31/12/2019
sobir
is an open-source R-library for separating illusions from
boundary lines.
A modified permutation test (based on Phipson and Smyth 2010) is applied to determine whether or not there is a statistically significant constraint imposed on the maximum or minimum value of one variable relative to another. In the instances where opposite boundaries experience a constraint, this analysis is analagous to a correlation test.
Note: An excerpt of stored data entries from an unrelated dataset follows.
//! Lower a shape tree to a flat, declaration-ordered list of definitions.
//!
//! Two passes. The render pass walks the tree depth first, pre-order: a
//! definition is complete before any of the nested definitions it references
//! are rendered, and those follow it in slot order. Every reference therefore
//! points forward. The ordering pass reverses the sequence block-wise so every
//! definition is declared before its first use.
use std::collections::HashSet;

use crate::config::{is_identifier, GeneratorConfig};
use crate::inference::{ElementKind, FieldKind, FieldSlot, ShapeTree};
use crate::ir::{Definition, FieldType};

// ------------------------------- Naming ----------------------------------- //

/// Uppercase the first character, lowercase the rest (`webHooks` → `Webhooks`).
pub fn capitalize(key: &str) -> String {
    let mut chars = key.chars();
    match chars.next() {
        None => String::new(),
        Some(first) => first.to_uppercase().chain(chars.flat_map(char::to_lowercase)).collect(),
    }
}

/// Hands out definition names, unique within one emission.
#[derive(Debug)]
pub struct NameRegistry {
    suffix: String,
    taken: HashSet<String>,
}

impl NameRegistry {
    pub fn new(suffix: &str) -> Self {
        Self { suffix: suffix.to_string(), taken: HashSet::new() }
    }

    /// Child name: parent name without the suffix, capitalized key, suffix.
    /// On a clash the smallest free counter (from 2) goes before the suffix.
    pub fn derive(&mut self, parent: &str, key: &str) -> String {
        let stem = match self.suffix.as_str() {
            "" => parent,
            suffix => parent.strip_suffix(suffix).unwrap_or(parent),
        };
        let base = format!("{stem}{}", capitalize(key));
        let mut candidate = format!("{base}{}", self.suffix);
        let mut n = 2u32;
        while self.taken.contains(&candidate) {
            candidate = format!("{base}{n}{}", self.suffix);
            n += 1;
        }
        if !is_identifier(&candidate) {
            tracing::warn!(name = %candidate, key = %key, "derived class name is not an identifier");
        }
        self.taken.insert(candidate.clone());
        candidate
    }

    /// Claim a name verbatim (the root). Returns false if it was taken.
    pub fn reserve(&mut self, name: &str) -> bool {
        self.taken.insert(name.to_string())
    }
}

// ----------------------------- Render pass -------------------------------- //

/// Pre-order rendering: parents before children.
pub fn render_pass(root: &ShapeTree, root_name: &str, suffix: &str) -> Vec<Definition> {
    let mut names = NameRegistry::new(suffix);
    names.reserve(root_name);
    let mut out = Vec::new();
    render(root, root_name.to_string(), &mut names, &mut out);
    out
}

fn render(shape: &ShapeTree, name: String, names: &mut NameRegistry, out: &mut Vec<Definition>) {
    let mut def = Definition::new(name);
    let mut deferred: Vec<(String, &ShapeTree)> = Vec::new();

    for (key, slot) in shape.iter() {
        if !is_identifier(key) {
            tracing::warn!(definition = %def.name, key = %key, "key is not an identifier; field emitted verbatim");
        }
        let ty = match slot {
            FieldSlot::Scalar(kind) => FieldType::Kind(*kind),
            // never recurse into an empty shape: no zero-field definitions
            FieldSlot::Nested(inner) if inner.is_empty() => FieldType::Kind(FieldKind::GenericMap),
            FieldSlot::NestedList(inner) if inner.is_empty() => {
                FieldType::Kind(FieldKind::List(ElementKind::GenericMap))
            }
            FieldSlot::Nested(inner) => {
                let child = names.derive(&def.name, key);
                deferred.push((child.clone(), inner));
                FieldType::Reference(child)
            }
            FieldSlot::NestedList(inner) => {
                let child = names.derive(&def.name, key);
                deferred.push((child.clone(), inner));
                FieldType::ListOf(child)
            }
        };
        def.push(key, ty);
    }

    tracing::debug!(name = %def.name, fields = def.fields.len(), nested = deferred.len(), "rendered definition");
    out.push(def);

    for (child, inner) in deferred {
        render(inner, child, names, out);
    }
}

// ---------------------------- Ordering pass ------------------------------- //

/// Reverse whole definition blocks (never the fields inside one). Applied to
/// render-pass output this turns parent-before-child into child-before-parent.
pub fn declaration_order(mut rendered: Vec<Definition>) -> Vec<Definition> {
    rendered.reverse();
    rendered
}

// ------------------------------- Front API -------------------------------- //

/// Shape tree → definitions in declaration-before-use order.
pub fn emit(root: &ShapeTree, config: &GeneratorConfig) -> Vec<Definition> {
    declaration_order(render_pass(root, &config.root_name, &config.suffix))
}

// ------------------------------- Tests ------------------------------------ //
The value of this approach, however, is evident in the instances when two variables aren’t correlated, but when the extremes of one are constrained at one extreme of the other. This is best illustrated using an example. A few examples are provided below.
The package has been made publically available, but is still under ongoing development. Any feedback would be appreciated.
sobir
is available on CRAN (version
0.1.0). It’s not recommended that this version be used, however, as
there are some important improvements and bug fixes in version
0.1.1.9000, which can be installed using devtools
.
library("devtools")
install_github("C4EcoSolutions/sobir")
library(sobir)
library(tidyr)
library(dplyr)
library(ggplot2)
The data simulated below are simply two random normal variables with mean = 0, standard deviation = 1 and n = 200.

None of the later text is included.